HBV remains major contributor to primary liver cancer globally
medwireNews: Hepatitis B virus (HBV) infection is the leading cause of incident primary liver cancer and associated mortality worldwide, according to research published in JAMA Oncology.
And a study from northern China, published in the International Journal of Infectious Diseases, suggests the impact of HBV could even be underestimated in some regions.
Christina Fitzmaurice (University of Washington, Seattle, USA) and fellow members of the Liver Cancer Collaboration of the Global Burden of Disease study used data from death and cancer registries from 195 countries and found that there were 854,000 incident cases of liver cancer and 810,000 deaths on a global scale in 2015.
HBV infection was the leading cause of incident liver cancer, accounting for 32% of cases, followed by alcohol (29%), hepatitis C virus (HCV; 23%), and other etiologies including liver flukes, nonalcoholic steatohepatitis, and aflatoxins (16%).
The same pattern was seen for liver cancer-associated mortality, with HBV underlying 33% of deaths, and alcohol (30%), HCV (21%), and other causes (16%) accounting for the remaining deaths.
There were marked differences across regions and countries in terms of the contribution of HBV infection to liver cancer deaths. For instance, only 6% of deaths in Southern Latin America could be attributed to HBV compared with 45% in Western sub-Saharan Africa and Andean Latin America. And by country, the proportion of HBV-related liver cancer deaths ranged from 4% in Mexico to 60% in The Gambia.
Similar variations were also observed for the other etiologic factors included in the study.
The researchers also compared global incident liver cancer cases between 1995 and 2015, finding a 75% increase over time, primarily attributable to changing population age structures and size. However, they estimate that if these factors had remained unchanged, incident cases due to HBV would have declined by 35%, which the team says highlights that “primary liver cancer prevention through HBV vaccination is starting to show successes.”
In conclusion, Fitzmaurice et al write that their findings demonstrate that “most cases of liver cancer can be prevented through vaccination, antiviral treatment, safe blood transfusion and injection practices, as well as interventions to reduce excessive alcohol use.”
The second study addressed a similar issue but focused on the impact of just the viral etiologic factors on primary liver cancer in the northern regions of China.
The team from the Chinese Academy of Medical Sciences and Peking Union Medical College in Beijing identified 2172 patients who received a histologically confirmed diagnosis of primary liver cancer at their institution between 2003 and 2014. The majority (83.9%) had hepatocellular carcinoma (HCC).

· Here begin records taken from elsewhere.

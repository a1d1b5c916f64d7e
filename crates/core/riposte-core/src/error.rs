//! Error types for the Riposte engine

use thiserror::Error;

/// Main error type for Riposte operations
#[derive(Debug, Error)]
pub enum RiposteError {
    /// Input validation error
    #[error("Validation error: {0}")]
    Validation(String),

    /// Message rejected because it exceeds the length limit
    #[error("Message exceeds {max_length} characters")]
    MessageTooLong {
        /// Maximum accepted message length
        max_length: usize,
    },

    /// Message rejected because it is empty after trimming
    #[error("Message is empty")]
    EmptyMessage,

    /// Reply source error (live transport or mock engine)
    #[error("Provider error: {0}")]
    Provider(String),

    /// Reply synthesis error
    #[error("Synthesis error: {0}")]
    Synthesis(String),

    /// Generation was cancelled by the caller
    #[error("Generation cancelled")]
    Cancelled,

    /// Configuration error
    #[error("Configuration error: {0}")]
    Config(String),

    /// Message store error
    #[error("Store error: {0}")]
    Store(String),

    /// Serialization/deserialization error
    #[error("Serialization error: {0}")]
    Serialization(#[from] serde_json::Error),

    /// IO error
    #[error("IO error: {0}")]
    Io(#[from] std::io::Error),

    /// Generic error with context
    #[error("{0}")]
    Other(String),
}

/// Convenient Result type using RiposteError
pub type Result<T> = std::result::Result<T, RiposteError>;

impl RiposteError {
    /// Create a validation error
    pub fn validation(msg: impl Into<String>) -> Self {
        RiposteError::Validation(msg.into())
    }

    /// Create a provider error
    pub fn provider(msg: impl Into<String>) -> Self {
        RiposteError::Provider(msg.into())
    }

    /// Create a synthesis error
    pub fn synthesis(msg: impl Into<String>) -> Self {
        RiposteError::Synthesis(msg.into())
    }

    /// Create a config error
    pub fn config(msg: impl Into<String>) -> Self {
        RiposteError::Config(msg.into())
    }

    /// Create a store error
    pub fn store(msg: impl Into<String>) -> Self {
        RiposteError::Store(msg.into())
    }

    /// Create a generic error
    pub fn other(msg: impl Into<String>) -> Self {
        RiposteError::Other(msg.into())
    }

    /// Whether this error is a cancellation (terminal but not a failure)
    pub fn is_cancelled(&self) -> bool {
        matches!(self, RiposteError::Cancelled)
    }
}

#[cfg(test)]
mod tests {
    use super::*;

    #[test]
    fn test_error_creation() {
        let err = RiposteError::provider("upstream refused");
        assert_eq!(err.to_string(), "Provider error: upstream refused");

        let err = RiposteError::MessageTooLong { max_length: 2000 };
        assert_eq!(err.to_string(), "Message exceeds 2000 characters");
    }

    #[test]
    fn test_cancelled_detection() {
        assert!(RiposteError::Cancelled.is_cancelled());
        assert!(!RiposteError::other("boom").is_cancelled());
    }
}
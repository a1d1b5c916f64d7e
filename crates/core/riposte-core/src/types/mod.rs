//! Core type definitions

mod message;
mod mode;
mod provider;

pub use message::{
    Conversation, HistoryMessage, HistoryRole, Message, MessageMetadata, MessageRole,
    MessageStatus,
};
pub use mode::{mode_ids, FewShotExample, ModeBank};
pub use provider::{estimate_tokens, ReplyRequest, ReplySource, ReplyUsage};
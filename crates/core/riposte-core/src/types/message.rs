//! Conversation and message types

use serde::{Deserialize, Serialize};
use uuid::Uuid;

/// Who authored a message
#[derive(Debug, Clone, Copy, PartialEq, Eq, Serialize, Deserialize)]
#[serde(rename_all = "lowercase")]
pub enum MessageRole {
    /// The human user
    User,
    /// The artist persona
    Artist,
}

/// Lifecycle status of a message
#[derive(Debug, Clone, Copy, PartialEq, Eq, Serialize, Deserialize)]
#[serde(rename_all = "lowercase")]
pub enum MessageStatus {
    /// Generation queued, no tokens yet
    Pending,
    /// Tokens currently arriving
    Streaming,
    /// Generation finished successfully
    Complete,
    /// Generation failed or was cancelled
    Error,
}

/// Optional message metadata
#[derive(Debug, Clone, Default, PartialEq, Serialize, Deserialize)]
#[serde(rename_all = "camelCase")]
pub struct MessageMetadata {
    /// Token count of the generated reply
    #[serde(skip_serializing_if = "Option::is_none")]
    pub tokens_used: Option<usize>,

    /// URI of an attached image
    #[serde(skip_serializing_if = "Option::is_none")]
    pub image_uri: Option<String>,
}

/// A single chat message
#[derive(Debug, Clone, Serialize, Deserialize)]
#[serde(rename_all = "camelCase")]
pub struct Message {
    /// Message ID
    pub id: Uuid,
    /// Owning conversation ID
    pub conversation_id: Uuid,
    /// Author role
    pub role: MessageRole,
    /// Message text (grows while streaming)
    pub content: String,
    /// Lifecycle status
    pub status: MessageStatus,
    /// Creation timestamp
    pub timestamp: chrono::DateTime<chrono::Utc>,
    /// Optional metadata
    #[serde(skip_serializing_if = "Option::is_none")]
    pub metadata: Option<MessageMetadata>,
}

impl Message {
    /// Create a completed user message
    pub fn user(conversation_id: Uuid, content: impl Into<String>) -> Self {
        Self {
            id: Uuid::new_v4(),
            conversation_id,
            role: MessageRole::User,
            content: content.into(),
            status: MessageStatus::Complete,
            timestamp: chrono::Utc::now(),
            metadata: None,
        }
    }

    /// Create a pending artist placeholder
    pub fn artist_placeholder(conversation_id: Uuid) -> Self {
        Self {
            id: Uuid::new_v4(),
            conversation_id,
            role: MessageRole::Artist,
            content: String::new(),
            status: MessageStatus::Pending,
            timestamp: chrono::Utc::now(),
            metadata: None,
        }
    }
}

/// A conversation with one artist persona in one mode
#[derive(Debug, Clone, Serialize, Deserialize)]
#[serde(rename_all = "camelCase")]
pub struct Conversation {
    /// Conversation ID
    pub id: Uuid,
    /// Artist persona identifier
    pub artist_id: String,
    /// Active conversation mode
    pub mode_id: String,
    /// Conversation language (e.g. "fr-CA")
    pub language: String,
    /// Display title
    pub title: String,
    /// Preview of the last message sent
    pub last_message_preview: String,
}

impl Conversation {
    /// Create a new conversation with a fresh ID
    pub fn new(
        artist_id: impl Into<String>,
        mode_id: impl Into<String>,
        language: impl Into<String>,
    ) -> Self {
        Self {
            id: Uuid::new_v4(),
            artist_id: artist_id.into(),
            mode_id: mode_id.into(),
            language: language.into(),
            title: "Nouvelle conversation".to_string(),
            last_message_preview: String::new(),
        }
    }
}

/// Role in the prompt history sent to a reply source
#[derive(Debug, Clone, Copy, PartialEq, Eq, Serialize, Deserialize)]
#[serde(rename_all = "lowercase")]
pub enum HistoryRole {
    /// The human user
    User,
    /// The model/persona
    Assistant,
}

/// One prior turn of context for a reply source
#[derive(Debug, Clone, Serialize, Deserialize)]
pub struct HistoryMessage {
    /// Author role
    pub role: HistoryRole,
    /// Turn text
    pub content: String,
}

Most (86.0%) of the 1823 HCC patients tested positive for serologic markers signifying HBV infection, specifically hepatitis B surface antigen (HBsAg) positivity or negativity alongside the presence of antibodies against HBV core antigen (anti-HBc). Just 2.5% of cases had serologic evidence of infection with HCV alone, while 6.7% showed evidence of co-infection and 4.8% tested negative for serologic markers of HBV or HCV.
A “substantial proportion” of the patients with HCC were anti-HBc-positive in the absence of HBsAg, at 18.2%, and 70.3% of these cases had detectable serum HBV DNA, which is indicative of active HBV replication and occult infection status, say Chunfeng Qu and co-researchers.
They point out that altogether HBV infection was the underlying etiologic factor for at least 85–90% of HCC cases, suggesting that “the contribution of HBV infection to HCC in China has previously been underestimated, most probably due to the unrecognized status of occult HBV infection among HBsAg-negative HCC cases.”
Qu et al say that since the initiation of universal HBV vaccination in 2002, HBsAg seroprevalence has dropped to less than 1% in children younger than 5 years.
But as research has shown that most Chinese adults were not vaccinated against HBV in infancy, they conclude that “the effect of antiviral therapy in decreasing the incidence of liver cancer in the general population, particularly HCC, should be evaluated carefully.”